L’industria vinicola italiana è stata recentemente sotto i riflettori a seguito di alcune modifiche alla disciplinare di produzione di due grandi nomi del settore: Barolo e Barbaresco. Le proposte di modifica sono state approvate dalla maggioranza del consorzio, un fatto che potrebbe avere risvolti importanti per la tradizione vinicola delle Langhe.
Barolo è il tipico paesino italiano fatto di vicoli, enoteche, bar, con l’aggiunta di una gigantesca scultura in ferro a forma di calice, situata nella parte alta del paese, affacciata sui vigneti. Questo comune ha avuto il lusso di dare il nome ad uno dei vini più importanti riconosciuti in Italia e nel mondo, le cui origini rimontano al 13 secolo. I ristoranti locali sono un inno alla buona cucina ed al buon vino. Gli appassionati possono recarsi direttamente in enoteca per comprare una di queste preziosissime bottiglie o sfruttare il mondo dell’e-commerce, dove esistono piattaforme come Svino che propongono decine di etichette dei migliori produttori a prezzi scontati e con consegna a domicilio.

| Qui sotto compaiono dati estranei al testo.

use std::collections::BTreeMap;

use chrono::SecondsFormat;
use mswyw_core::{Metric, MetricRecord, ScoringWindow, LABEL_APP_NAME, LABEL_CONTAINER_ID};
use reqwest::Client;
use serde::de::DeserializeOwned;
use serde::Deserialize;
use serde_json::{json, Value};
use tracing::{debug, warn};

use crate::config::{ElasticConfig, ProviderSettings};
use crate::error::ProviderError;
use crate::traits::RuntimeMetricsProvider;
use crate::types::ProviderArgs;

const BUCKET_LIMIT: u32 = 999;

// Satisfied at apdex_t, tolerating up to 4 * apdex_t, frustrated beyond.
const APDEX_SCRIPT: &str = "if (doc['transaction.duration.us'].size() == 0) { return null; } \
double d = doc['transaction.duration.us'].value; \
if (d <= params.apdex_t_us) { return 1; } \
if (d <= params.apdex_t_us * 4) { return 0.5; } \
return 0;";

/// Elastic APM metrics via two aggregation queries over all containers of
/// all requested services, joined on `(service.name, container.id)`.
#[derive(Clone)]
pub struct ElasticMetricsProvider {
    client: Client,
}

impl ElasticMetricsProvider {
    pub const NAME: &'static str = "elastic";

    pub fn new(settings: ProviderSettings) -> Result<Self, ProviderError> {
        let client = Client::builder().timeout(settings.timeout).build()?;
        Ok(Self { client })
    }

    async fn search<T: DeserializeOwned>(
        &self,
        config: &ElasticConfig,
        body: &Value,
    ) -> Result<T, ProviderError> {
        let url = format!(
            "{}/{}/_search",
            config.base_url.trim_end_matches('/'),
            config.index
        );
        debug!(url = %url, "elastic search");
        let mut req = self.client.post(&url).json(body);
        if !config.user.is_empty() {
            req = req.basic_auth(&config.user, Some(&config.password));
        }
        let res = req.send().await?;

        if !res.status().is_success() {
            let status = res.status().as_u16();
            let body = res.text().await.unwrap_or_default();
            return Err(ProviderError::Api { status, body });
        }

        let body = res.text().await?;
        Ok(serde_json::from_str(&body)?)
    }
}

#[async_trait::async_trait]
impl RuntimeMetricsProvider for ElasticMetricsProvider {
    fn name(&self) -> &'static str {
        Self::NAME
    }

    async fn compute_metrics(
        &self,
        args: &ProviderArgs,
        window: &ScoringWindow,
    ) -> Result<Vec<MetricRecord>, ProviderError> {
        let config = ElasticConfig::from_args(self.name(), args)?;
        let minutes = window.minutes();
        if minutes < 1.0 {
            return Err(ProviderError::Config(format!(
                "window too short: per-minute rates need at least one minute, got {minutes:.3}"
            )));
        }

        let query = ApmQuery::new(&config.apps, window);
        let resources: SearchResponse<ContainerResources> =
            self.search(&config, &query.resource_usage()).await?;
        let throughput: SearchResponse<ContainerThroughput> =
            self.search(&config, &query.throughput(config.apdex_t)).await?;

        Ok(join_on_container(resources, throughput, minutes))
    }
}

/// Typed builder for the two APM aggregation queries.
#[derive(Debug, Clone, Copy)]
pub struct ApmQuery<'a> {
    apps: &'a [String],
    window: &'a ScoringWindow,
}

impl<'a> ApmQuery<'a> {
    pub fn new(apps: &'a [String], window: &'a ScoringWindow) -> Self {
        Self { apps, window }
    }

    fn filters(&self) -> Vec<Value> {
        vec![
            json!({ "terms": { "service.name": self.apps } }),
            json!({
                "range": {
                    "@timestamp": {
                        "format": "strict_date_optional_time",
                        "gte": self.window.start().to_rfc3339_opts(SecondsFormat::Millis, true),
                        "lt": self.window.end().to_rfc3339_opts(SecondsFormat::Millis, true),
                    }
                }
            }),
        ]
    }

    fn per_container(&self, filters: Vec<Value>, metrics: Value) -> Value {
        json!({
            "size": 0,
            "query": { "bool": { "filter": filters } },
            "aggs": {
                "service_name": {
                    "terms": { "field": "service.name", "size": BUCKET_LIMIT },
                    "aggs": {
                        "container_id": {
                            "terms": { "field": "container.id", "size": BUCKET_LIMIT },
                            "aggs": metrics
                        }
                    }
                }
            }
        })
    }

    /// Peak memory and peak normalized CPU per container.
    pub fn resource_usage(&self) -> Value {
        self.per_container(
            self.filters(),
            json!({
                "ram_used": { "max": { "field": "system.process.memory.size" } },
                "cpu_percent_max": { "max": { "field": "system.process.cpu.total.norm.pct" } }
            }),
        )
    }

    /// Apdex, distinct endpoints, errors and requests per container, over
    /// request transactions only.
    pub fn throughput(&self, apdex_t_secs: f64) -> Value {
        let mut filters = self.filters();
        filters.push(json!({ "term": { "transaction.type": "request" } }));
        self.per_container(
            filters,
            json!({
                "apdex_avg": {
                    "avg": {
                        "script": {
                            "source": APDEX_SCRIPT,
                            "lang": "painless",
                            "params": { "apdex_t_us": apdex_t_secs * 1_000_000.0 }
                        }
                    }
                },
                "trans_name_count": { "cardinality": { "field": "transaction.name" } },
                "error_count": { "cardinality": { "field": "error.id" } },
                "trans_id_count": { "cardinality": { "field": "transaction.id" } }
            }),
        )
    }
}

fn join_on_container(
    resources: SearchResponse<ContainerResources>,
    throughput: SearchResponse<ContainerThroughput>,
    minutes: f64,
) -> Vec<MetricRecord> {
    let mut rates: BTreeMap<(String, String), ContainerThroughput> = throughput
        .aggregations
        .service_name
        .buckets
        .into_iter()
        .flat_map(|service| {
            let app = service.key;
            service
                .container_id
                .buckets
                .into_iter()
                .map(move |c| ((app.clone(), c.key.clone()), c))
        })
        .collect();

    let mut records = Vec::new();
    for service in resources.aggregations.service_name.buckets {
        for container in service.container_id.buckets {
            let mut record = MetricRecord::new()
                .with_label(LABEL_APP_NAME, service.key.clone())
                .with_label(LABEL_CONTAINER_ID, container.key.clone());
            if let Some(mem) = container.ram_used.value {
                record = record.with_metric(Metric::Mem, mem);
            }
            if let Some(cpu) = container.cpu_percent_max.value {
                record = record.with_metric(Metric::Cpu, cpu * 100.0);
            }

            let key = (service.key.clone(), container.key);
            record = match rates.remove(&key) {
                Some(t) => with_throughput(record, &t, minutes),
                None => {
                    warn!(
                        app = %key.0,
                        container = %key.1,
                        "no request transactions for container; using zero throughput"
                    );
                    record
                        .with_metric(Metric::Apdex, 0.0)
                        .with_metric(Metric::Endpoints, 0.0)
                        .with_metric(Metric::Rpm, 0.0)
                        .with_metric(Metric::Epm, 0.0)
                }
            };
            records.push(record);
        }
    }

    // Kept without mem/cpu so the missing-metric default applies to them.
    for ((app, container), t) in rates {
        warn!(
            app = %app,
            container = %container,
            "transactions without resource usage; mem and cpu left unset"
        );
        let record = MetricRecord::new()
            .with_label(LABEL_APP_NAME, app)
            .with_label(LABEL_CONTAINER_ID, container);
        records.push(with_throughput(record, &t, minutes));
    }
    records
}

fn with_throughput(mut record: MetricRecord, t: &ContainerThroughput, minutes: f64) -> MetricRecord {
    if let Some(apdex) = t.apdex_avg.value {
        record = record.with_metric(Metric::Apdex, apdex);
    }
    record
        .with_metric(Metric::Endpoints, t.trans_name_count.value.unwrap_or(0.0))
        .with_metric(Metric::Rpm, t.trans_id_count.value.unwrap_or(0.0) / minutes)
        .with_metric(Metric::Epm, t.error_count.value.unwrap_or(0.0) / minutes)
}

#[derive(Debug, Deserialize)]
struct SearchResponse<C> {
    aggregations: ServiceAggs<C>,
}

#[derive(Debug, Deserialize)]
struct ServiceAggs<C> {
    service_name: Terms<ServiceBucket<C>>,
}

#[derive(Debug, Deserialize)]
struct Terms<B> {
    #[serde(default = "Vec::new")]
    buckets: Vec<B>,
}

#[derive(Debug, Deserialize)]
struct ServiceBucket<C> {
    key: String,
    container_id: Terms<C>,
}

#[derive(Debug, Deserialize)]
struct ContainerResources {
    key: String,
    ram_used: SingleValue,
    cpu_percent_max: SingleValue,
}

#[derive(Debug, Deserialize)]
struct ContainerThroughput {
    key: String,
    apdex_avg: SingleValue,
    trans_name_count: SingleValue,
    error_count: SingleValue,
    trans_id_count: SingleValue,
}

#[derive(Debug, Deserialize)]
struct SingleValue {
    value: Option<f64>,
}
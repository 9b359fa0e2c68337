use std::sync::Once;

use tracing_subscriber::{fmt, prelude::*, EnvFilter};

static INIT: Once = Once::new();

pub const LOG_ENV: &str = "MSWYW_LOG";

/// Installs the global subscriber, writing to stderr so stdout carries only
/// the report.
///
/// `MSWYW_LOG` takes `EnvFilter` directives, e.g.
/// `MSWYW_LOG=mswyw_providers=debug`. Without it the level is `info` for the
/// mswyw crates under `--verbose` and `warn` otherwise. Safe to call twice.
pub fn init_tracing(verbose: bool) {
    INIT.call_once(|| {
        let filter = EnvFilter::try_from_env(LOG_ENV)
            .unwrap_or_else(|_| EnvFilter::new(default_directives(verbose)));

        let _ = tracing_subscriber::registry()
            .with(
                fmt::layer()
                    .with_writer(std::io::stderr)
                    .with_target(true),
            )
            .with(filter)
            .try_init();
    });
}

fn default_directives(verbose: bool) -> &'static str {
    if verbose {
        "warn,mswyw=info,mswyw_core=info,mswyw_providers=info,mswyw_cli=info"
    } else {
        "warn"
    }
}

I produttori di Barolo e Barbaresco hanno recentemente ratificato diverse riforme al disciplinare di produzione presentate quest'anno del Consorzio di Tutela Barolo Barbaresco Alba Langhe e Dogliani. Uno dei cambiamenti più notevoli è la limitazione della zona di imbottigliamento per Barolo e Barbaresco, che da ora in poi dovrà sarà limitata alla zona di vinificazione. In questo modo viene limitata la concorrenza sleale messa in atto da un pugno di aziende che vendevano il vino sfuso all’estero (Stati Uniti e Svizzera, principalmente), dove questo veniva poi imbottigliato. Tra le altre modifiche, è stata validata l'integrazione dei formati più grandi: questa modifica autorizza i produttori a utilizzare per la vendita formati da 6 fino a 18 litri, cosa che fino ad ora era consentita solo per uso promozionale.
Nonostante i produttori abbiano votato a favore di queste modifiche, altre proposte non hanno raggiunto il quorum di soci favorevoli richiesto dai regolamenti. Si tratta ad esempio della possibilità di impiantare vigne di Nebbiolo sui versanti esposti a Nord delle colline e dell’interscambiabilità tra Barolo e Barbaresco, ovvero che un vino possa essere vinificato ed imbottigliato nell’area di produzione dell’altro e viceversa. Questo fatto dimostra che la tradizione vitivinicola delle Langhe e di Dogliani continua a giocare un ruolo determinante nelle decisioni del settore e si tratta senza dubbio di decisioni in grado di creare un prima e un dopo nel panorama dei vini italiani, come già avvenuto in passato nella storia del Barolo.
Secondo alcuni documenti storici, infatti, il primo vino prodotto con il vitigno Nebbiolo, autoctono del Piemonte, fu realizzato nell'anno 1268, a Rivoli, vicino a Torino. Fu poi una decisione presa nel 1843 Juliette Colbert di Maulévrier che cambiò la storia dei vini piemontesi e del barolo. Juliette, meglio conosciuta come la Marchesa del Barolo, era una donna di grande dinamismo sociale e visionaria, oltre ad essere la moglie del banchiere Carlo Tancredi Falleti, marchese di Barolo. Fu lei che decise di rivolgersi all'enologo Louis Oudart, per migliorare la qualità dei vini rossi prodotti nelle sue tenute. Oudart si dedicò allo studio degli effetti del clima, del suolo e dell'ambiente sulle colture e scoprì come le elevate quantità di zucchero del vino fossero causate dalle basse temperature dell'Italia nordoccidentale, che interrompevano il processo di fermentazione. L’enologo francese consigliò di utilizzare lieviti speciali per consumare tutto lo zucchero presente e dare vita così ad un rivoluzionario vino secco, il Barolo, che da subito conquistò il palato persino del Re Carlo Alberto di Savoia. Da lì in poi per il Barolo il passo è stato breve per trasformarsi nel “re dei vini”, che apprezziamo ancora oggi.